# [Dataset records]
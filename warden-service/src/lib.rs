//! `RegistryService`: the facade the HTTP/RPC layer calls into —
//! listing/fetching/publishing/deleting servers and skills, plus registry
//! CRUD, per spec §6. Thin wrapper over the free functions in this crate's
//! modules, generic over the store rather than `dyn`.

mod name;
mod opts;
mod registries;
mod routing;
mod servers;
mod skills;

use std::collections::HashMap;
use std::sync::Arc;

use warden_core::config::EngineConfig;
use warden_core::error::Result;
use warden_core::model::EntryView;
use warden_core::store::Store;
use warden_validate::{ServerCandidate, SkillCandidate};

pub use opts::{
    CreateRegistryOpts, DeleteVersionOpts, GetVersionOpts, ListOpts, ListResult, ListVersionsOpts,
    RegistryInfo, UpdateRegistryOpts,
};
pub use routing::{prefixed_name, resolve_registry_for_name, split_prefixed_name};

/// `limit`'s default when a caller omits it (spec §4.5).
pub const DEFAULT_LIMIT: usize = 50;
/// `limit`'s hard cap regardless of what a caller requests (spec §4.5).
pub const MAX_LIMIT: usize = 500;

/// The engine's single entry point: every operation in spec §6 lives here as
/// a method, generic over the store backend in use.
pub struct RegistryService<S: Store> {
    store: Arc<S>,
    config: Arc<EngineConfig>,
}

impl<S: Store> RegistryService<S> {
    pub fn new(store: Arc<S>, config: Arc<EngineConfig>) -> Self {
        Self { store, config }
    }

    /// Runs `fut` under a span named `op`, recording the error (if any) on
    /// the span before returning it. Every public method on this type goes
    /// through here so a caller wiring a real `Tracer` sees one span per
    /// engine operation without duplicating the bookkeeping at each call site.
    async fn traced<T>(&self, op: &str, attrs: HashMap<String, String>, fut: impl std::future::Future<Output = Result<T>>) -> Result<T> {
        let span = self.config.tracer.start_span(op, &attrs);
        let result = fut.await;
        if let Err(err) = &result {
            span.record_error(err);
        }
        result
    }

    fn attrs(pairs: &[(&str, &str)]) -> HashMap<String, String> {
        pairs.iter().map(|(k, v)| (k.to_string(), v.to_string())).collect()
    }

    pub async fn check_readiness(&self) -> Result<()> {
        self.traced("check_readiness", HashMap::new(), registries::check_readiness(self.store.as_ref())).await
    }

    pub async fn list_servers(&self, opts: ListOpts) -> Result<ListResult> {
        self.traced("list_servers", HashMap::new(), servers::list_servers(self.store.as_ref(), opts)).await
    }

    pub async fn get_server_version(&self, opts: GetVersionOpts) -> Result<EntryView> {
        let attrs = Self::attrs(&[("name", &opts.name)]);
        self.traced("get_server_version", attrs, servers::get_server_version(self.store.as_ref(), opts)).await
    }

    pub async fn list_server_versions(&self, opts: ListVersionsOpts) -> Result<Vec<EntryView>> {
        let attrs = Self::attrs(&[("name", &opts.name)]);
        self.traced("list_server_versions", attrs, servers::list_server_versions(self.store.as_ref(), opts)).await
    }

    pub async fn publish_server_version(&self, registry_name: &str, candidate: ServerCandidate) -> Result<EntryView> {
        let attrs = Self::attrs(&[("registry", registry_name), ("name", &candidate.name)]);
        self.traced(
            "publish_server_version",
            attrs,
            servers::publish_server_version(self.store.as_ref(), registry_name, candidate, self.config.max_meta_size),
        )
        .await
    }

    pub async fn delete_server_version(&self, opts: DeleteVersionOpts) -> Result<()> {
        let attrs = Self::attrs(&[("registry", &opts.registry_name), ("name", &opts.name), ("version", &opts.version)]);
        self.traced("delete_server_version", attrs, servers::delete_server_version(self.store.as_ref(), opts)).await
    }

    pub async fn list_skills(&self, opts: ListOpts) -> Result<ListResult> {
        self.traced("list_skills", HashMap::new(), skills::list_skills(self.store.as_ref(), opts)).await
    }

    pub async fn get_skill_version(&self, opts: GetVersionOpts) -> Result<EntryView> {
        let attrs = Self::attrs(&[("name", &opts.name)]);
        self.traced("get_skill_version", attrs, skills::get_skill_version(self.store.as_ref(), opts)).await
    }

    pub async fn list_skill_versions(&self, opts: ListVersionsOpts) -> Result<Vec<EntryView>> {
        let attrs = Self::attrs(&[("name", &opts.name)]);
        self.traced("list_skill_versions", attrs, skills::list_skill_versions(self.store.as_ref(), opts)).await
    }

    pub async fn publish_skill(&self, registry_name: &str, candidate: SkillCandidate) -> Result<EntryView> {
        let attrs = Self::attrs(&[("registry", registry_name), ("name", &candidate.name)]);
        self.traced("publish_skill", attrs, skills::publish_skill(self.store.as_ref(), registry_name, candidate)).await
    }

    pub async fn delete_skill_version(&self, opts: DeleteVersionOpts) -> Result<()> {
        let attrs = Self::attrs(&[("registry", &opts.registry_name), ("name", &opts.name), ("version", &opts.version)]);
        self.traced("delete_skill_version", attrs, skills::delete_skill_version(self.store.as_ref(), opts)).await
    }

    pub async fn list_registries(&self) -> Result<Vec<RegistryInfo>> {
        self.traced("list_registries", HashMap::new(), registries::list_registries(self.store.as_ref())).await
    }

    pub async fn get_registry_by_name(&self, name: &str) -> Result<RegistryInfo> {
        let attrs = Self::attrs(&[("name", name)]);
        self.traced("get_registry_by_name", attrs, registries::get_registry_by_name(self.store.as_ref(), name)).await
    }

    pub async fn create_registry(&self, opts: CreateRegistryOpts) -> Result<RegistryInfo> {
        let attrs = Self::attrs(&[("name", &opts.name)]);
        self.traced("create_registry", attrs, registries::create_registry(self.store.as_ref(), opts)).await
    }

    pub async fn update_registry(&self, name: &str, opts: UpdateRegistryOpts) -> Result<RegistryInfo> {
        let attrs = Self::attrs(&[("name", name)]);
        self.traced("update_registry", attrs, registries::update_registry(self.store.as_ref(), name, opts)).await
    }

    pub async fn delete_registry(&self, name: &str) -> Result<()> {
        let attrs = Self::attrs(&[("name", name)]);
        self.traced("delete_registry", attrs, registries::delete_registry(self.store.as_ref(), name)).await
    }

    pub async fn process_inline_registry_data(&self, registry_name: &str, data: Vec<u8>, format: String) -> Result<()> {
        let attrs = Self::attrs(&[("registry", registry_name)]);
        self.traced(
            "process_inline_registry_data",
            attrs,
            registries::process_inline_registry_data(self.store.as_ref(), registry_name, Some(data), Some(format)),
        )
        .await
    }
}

# [What you should do]
Output each line of the listing above that has "usize".

# [Solution]
pub const DEFAULT_LIMIT: usize = 50;
pub const MAX_LIMIT: usize = 500;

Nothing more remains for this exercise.